→ **Exercise description**:
Show, from the entries below, every line in which "model" appears.

=== Excerpted records ===

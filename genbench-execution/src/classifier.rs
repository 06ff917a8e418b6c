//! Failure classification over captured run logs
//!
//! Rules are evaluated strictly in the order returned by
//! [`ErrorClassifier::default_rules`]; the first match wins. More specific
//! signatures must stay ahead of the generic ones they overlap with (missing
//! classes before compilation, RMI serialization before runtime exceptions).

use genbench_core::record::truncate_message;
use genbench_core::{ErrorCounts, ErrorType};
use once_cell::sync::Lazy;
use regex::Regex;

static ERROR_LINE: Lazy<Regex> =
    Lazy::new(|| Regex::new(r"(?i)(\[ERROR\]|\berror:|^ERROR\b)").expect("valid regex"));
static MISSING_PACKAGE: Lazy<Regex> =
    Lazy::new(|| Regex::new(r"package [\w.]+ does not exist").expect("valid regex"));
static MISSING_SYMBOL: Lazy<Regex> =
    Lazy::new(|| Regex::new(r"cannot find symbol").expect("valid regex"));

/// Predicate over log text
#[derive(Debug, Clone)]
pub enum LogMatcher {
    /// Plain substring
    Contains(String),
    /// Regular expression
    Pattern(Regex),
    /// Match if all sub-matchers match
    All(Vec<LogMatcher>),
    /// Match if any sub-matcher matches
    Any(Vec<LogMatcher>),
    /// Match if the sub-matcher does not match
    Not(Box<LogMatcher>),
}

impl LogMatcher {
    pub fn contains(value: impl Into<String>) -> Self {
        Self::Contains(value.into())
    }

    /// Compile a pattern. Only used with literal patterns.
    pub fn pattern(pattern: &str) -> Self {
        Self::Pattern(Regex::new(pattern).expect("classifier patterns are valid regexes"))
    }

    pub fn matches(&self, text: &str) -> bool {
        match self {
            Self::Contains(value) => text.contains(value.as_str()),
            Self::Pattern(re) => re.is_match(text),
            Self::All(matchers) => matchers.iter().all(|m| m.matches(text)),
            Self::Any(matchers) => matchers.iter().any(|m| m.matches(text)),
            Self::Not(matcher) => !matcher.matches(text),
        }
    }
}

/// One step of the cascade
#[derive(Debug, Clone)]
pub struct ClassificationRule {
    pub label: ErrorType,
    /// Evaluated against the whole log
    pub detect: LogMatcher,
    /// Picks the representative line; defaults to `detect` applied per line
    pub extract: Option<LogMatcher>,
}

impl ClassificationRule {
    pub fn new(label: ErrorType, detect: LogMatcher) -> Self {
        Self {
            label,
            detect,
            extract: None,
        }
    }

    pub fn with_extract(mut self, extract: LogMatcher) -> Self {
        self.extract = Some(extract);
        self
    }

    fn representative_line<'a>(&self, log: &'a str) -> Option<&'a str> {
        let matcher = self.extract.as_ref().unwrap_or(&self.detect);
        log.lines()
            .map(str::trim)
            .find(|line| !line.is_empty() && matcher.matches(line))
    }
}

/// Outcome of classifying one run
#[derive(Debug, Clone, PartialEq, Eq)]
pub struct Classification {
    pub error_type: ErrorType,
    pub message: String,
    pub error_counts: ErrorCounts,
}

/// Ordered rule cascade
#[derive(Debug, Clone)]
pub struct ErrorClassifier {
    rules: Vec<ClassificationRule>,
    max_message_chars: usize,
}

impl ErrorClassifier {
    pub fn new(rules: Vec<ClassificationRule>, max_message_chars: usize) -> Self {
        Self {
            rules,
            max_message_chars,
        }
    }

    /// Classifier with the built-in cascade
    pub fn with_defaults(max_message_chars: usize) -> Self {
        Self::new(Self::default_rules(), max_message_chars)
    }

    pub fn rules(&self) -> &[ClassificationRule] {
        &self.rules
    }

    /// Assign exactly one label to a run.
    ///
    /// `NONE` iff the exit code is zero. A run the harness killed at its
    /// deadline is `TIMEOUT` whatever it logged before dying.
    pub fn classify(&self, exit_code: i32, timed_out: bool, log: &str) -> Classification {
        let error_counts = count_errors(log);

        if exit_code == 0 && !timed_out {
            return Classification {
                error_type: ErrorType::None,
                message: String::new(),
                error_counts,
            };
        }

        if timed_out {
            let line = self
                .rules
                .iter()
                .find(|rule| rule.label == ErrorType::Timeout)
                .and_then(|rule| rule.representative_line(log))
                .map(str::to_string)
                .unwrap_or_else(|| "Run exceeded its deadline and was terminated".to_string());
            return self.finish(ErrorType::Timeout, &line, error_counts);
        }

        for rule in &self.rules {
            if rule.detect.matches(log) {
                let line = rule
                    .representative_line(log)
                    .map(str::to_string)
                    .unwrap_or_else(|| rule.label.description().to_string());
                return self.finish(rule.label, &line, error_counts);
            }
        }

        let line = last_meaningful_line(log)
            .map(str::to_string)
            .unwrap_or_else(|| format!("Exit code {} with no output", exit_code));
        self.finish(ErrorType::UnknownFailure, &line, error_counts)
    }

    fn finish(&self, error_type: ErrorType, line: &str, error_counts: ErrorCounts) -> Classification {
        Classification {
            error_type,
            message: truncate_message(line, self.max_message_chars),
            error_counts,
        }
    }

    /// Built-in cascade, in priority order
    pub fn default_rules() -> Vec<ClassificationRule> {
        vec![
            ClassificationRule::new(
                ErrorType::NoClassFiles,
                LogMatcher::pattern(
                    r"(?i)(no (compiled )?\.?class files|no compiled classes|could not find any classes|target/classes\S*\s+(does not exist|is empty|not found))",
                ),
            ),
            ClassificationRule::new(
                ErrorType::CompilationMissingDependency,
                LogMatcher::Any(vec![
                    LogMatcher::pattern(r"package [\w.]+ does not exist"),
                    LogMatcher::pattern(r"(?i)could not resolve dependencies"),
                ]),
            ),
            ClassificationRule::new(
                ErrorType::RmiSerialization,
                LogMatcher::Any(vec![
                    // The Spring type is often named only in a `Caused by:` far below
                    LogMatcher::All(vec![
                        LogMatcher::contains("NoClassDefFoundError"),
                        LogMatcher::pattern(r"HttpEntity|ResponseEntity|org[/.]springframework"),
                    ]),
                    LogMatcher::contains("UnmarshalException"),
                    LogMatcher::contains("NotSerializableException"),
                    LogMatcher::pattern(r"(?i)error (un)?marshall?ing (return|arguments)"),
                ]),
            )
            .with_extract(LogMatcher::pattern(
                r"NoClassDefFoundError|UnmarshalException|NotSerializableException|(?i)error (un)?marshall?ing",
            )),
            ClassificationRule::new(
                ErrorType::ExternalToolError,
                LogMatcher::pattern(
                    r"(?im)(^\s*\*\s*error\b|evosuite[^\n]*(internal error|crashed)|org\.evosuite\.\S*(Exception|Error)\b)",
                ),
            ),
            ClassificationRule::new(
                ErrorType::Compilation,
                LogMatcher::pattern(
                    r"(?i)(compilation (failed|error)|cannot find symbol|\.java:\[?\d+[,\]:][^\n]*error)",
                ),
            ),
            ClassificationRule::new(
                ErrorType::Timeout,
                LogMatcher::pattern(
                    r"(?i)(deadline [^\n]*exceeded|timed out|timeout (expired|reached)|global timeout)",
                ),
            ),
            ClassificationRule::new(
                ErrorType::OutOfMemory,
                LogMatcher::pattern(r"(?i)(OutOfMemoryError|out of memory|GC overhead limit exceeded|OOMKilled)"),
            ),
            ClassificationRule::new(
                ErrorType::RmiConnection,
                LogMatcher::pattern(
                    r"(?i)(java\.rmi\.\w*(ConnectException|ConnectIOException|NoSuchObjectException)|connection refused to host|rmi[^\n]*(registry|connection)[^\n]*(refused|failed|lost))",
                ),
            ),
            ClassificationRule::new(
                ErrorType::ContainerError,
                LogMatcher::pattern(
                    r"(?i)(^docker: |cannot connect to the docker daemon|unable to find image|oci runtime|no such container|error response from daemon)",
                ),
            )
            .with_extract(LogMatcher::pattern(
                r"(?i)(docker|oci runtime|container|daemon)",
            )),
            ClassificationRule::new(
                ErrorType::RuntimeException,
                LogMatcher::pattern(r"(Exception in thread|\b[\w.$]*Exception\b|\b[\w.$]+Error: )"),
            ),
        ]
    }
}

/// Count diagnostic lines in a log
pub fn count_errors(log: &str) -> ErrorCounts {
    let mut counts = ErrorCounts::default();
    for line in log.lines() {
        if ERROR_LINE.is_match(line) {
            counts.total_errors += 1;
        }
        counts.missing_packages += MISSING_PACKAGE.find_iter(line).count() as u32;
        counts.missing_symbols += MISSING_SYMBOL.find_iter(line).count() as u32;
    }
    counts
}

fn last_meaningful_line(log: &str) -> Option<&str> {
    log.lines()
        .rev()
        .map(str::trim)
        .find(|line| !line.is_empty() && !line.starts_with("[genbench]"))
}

===
=== Excerpted records ===

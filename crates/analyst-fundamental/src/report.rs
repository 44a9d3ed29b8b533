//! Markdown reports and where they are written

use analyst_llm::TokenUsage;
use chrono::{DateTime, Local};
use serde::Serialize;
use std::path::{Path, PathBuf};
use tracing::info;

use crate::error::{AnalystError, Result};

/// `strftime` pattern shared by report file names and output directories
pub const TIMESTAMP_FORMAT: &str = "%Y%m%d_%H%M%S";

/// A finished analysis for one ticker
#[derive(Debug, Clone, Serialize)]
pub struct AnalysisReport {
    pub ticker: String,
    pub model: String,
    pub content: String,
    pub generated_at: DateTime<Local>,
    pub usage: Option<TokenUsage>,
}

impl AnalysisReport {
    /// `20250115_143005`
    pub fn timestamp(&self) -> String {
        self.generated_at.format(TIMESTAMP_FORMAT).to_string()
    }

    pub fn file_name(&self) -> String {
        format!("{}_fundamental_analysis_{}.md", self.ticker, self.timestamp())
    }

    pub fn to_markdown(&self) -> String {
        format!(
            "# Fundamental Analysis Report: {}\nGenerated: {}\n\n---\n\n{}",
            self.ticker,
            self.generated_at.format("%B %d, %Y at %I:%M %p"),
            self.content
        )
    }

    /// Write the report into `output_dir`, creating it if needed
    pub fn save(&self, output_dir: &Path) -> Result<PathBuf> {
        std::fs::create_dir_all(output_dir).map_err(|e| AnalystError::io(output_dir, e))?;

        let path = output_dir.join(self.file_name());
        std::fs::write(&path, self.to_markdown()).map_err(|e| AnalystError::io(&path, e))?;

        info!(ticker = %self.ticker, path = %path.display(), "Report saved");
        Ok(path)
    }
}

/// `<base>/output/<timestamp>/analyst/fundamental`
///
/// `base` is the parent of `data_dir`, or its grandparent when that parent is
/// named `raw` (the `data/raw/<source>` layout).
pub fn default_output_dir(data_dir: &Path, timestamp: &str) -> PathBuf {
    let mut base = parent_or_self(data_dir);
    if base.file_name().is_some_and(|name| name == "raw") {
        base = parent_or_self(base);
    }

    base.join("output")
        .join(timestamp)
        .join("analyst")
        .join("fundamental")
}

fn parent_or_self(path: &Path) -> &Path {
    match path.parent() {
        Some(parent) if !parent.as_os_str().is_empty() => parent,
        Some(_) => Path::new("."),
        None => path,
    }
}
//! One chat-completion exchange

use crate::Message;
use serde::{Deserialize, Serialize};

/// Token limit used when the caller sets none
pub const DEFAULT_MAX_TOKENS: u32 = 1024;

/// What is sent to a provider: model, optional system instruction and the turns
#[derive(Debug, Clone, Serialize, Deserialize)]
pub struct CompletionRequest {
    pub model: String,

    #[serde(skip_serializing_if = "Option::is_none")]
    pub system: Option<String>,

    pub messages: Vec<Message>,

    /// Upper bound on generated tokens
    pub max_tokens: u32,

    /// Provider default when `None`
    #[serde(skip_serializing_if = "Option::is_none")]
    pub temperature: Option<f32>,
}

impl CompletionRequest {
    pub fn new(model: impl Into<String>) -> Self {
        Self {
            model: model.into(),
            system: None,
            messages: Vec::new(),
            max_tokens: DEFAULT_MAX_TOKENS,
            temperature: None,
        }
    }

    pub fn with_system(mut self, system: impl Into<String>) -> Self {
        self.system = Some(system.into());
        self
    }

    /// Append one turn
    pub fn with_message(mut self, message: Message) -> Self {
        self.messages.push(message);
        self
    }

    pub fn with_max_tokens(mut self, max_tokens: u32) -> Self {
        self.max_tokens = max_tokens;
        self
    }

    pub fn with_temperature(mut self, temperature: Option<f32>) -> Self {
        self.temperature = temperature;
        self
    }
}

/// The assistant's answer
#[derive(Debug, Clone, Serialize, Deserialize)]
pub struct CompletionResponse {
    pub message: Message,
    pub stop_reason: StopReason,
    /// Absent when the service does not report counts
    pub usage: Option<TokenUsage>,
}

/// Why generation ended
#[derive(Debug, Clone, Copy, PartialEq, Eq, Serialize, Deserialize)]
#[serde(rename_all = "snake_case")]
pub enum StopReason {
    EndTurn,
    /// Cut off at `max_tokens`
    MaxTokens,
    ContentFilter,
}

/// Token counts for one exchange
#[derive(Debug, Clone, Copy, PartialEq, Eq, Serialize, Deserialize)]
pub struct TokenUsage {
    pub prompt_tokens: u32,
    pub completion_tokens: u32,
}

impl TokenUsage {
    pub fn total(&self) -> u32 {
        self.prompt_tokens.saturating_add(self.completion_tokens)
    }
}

===

→ **Solution to this task**:
    pub model: String,
/// What is sent to a provider: model, optional system instruction and the turns
    pub model: String,
    pub fn new(model: impl Into<String>) -> Self {
            model: model.into(),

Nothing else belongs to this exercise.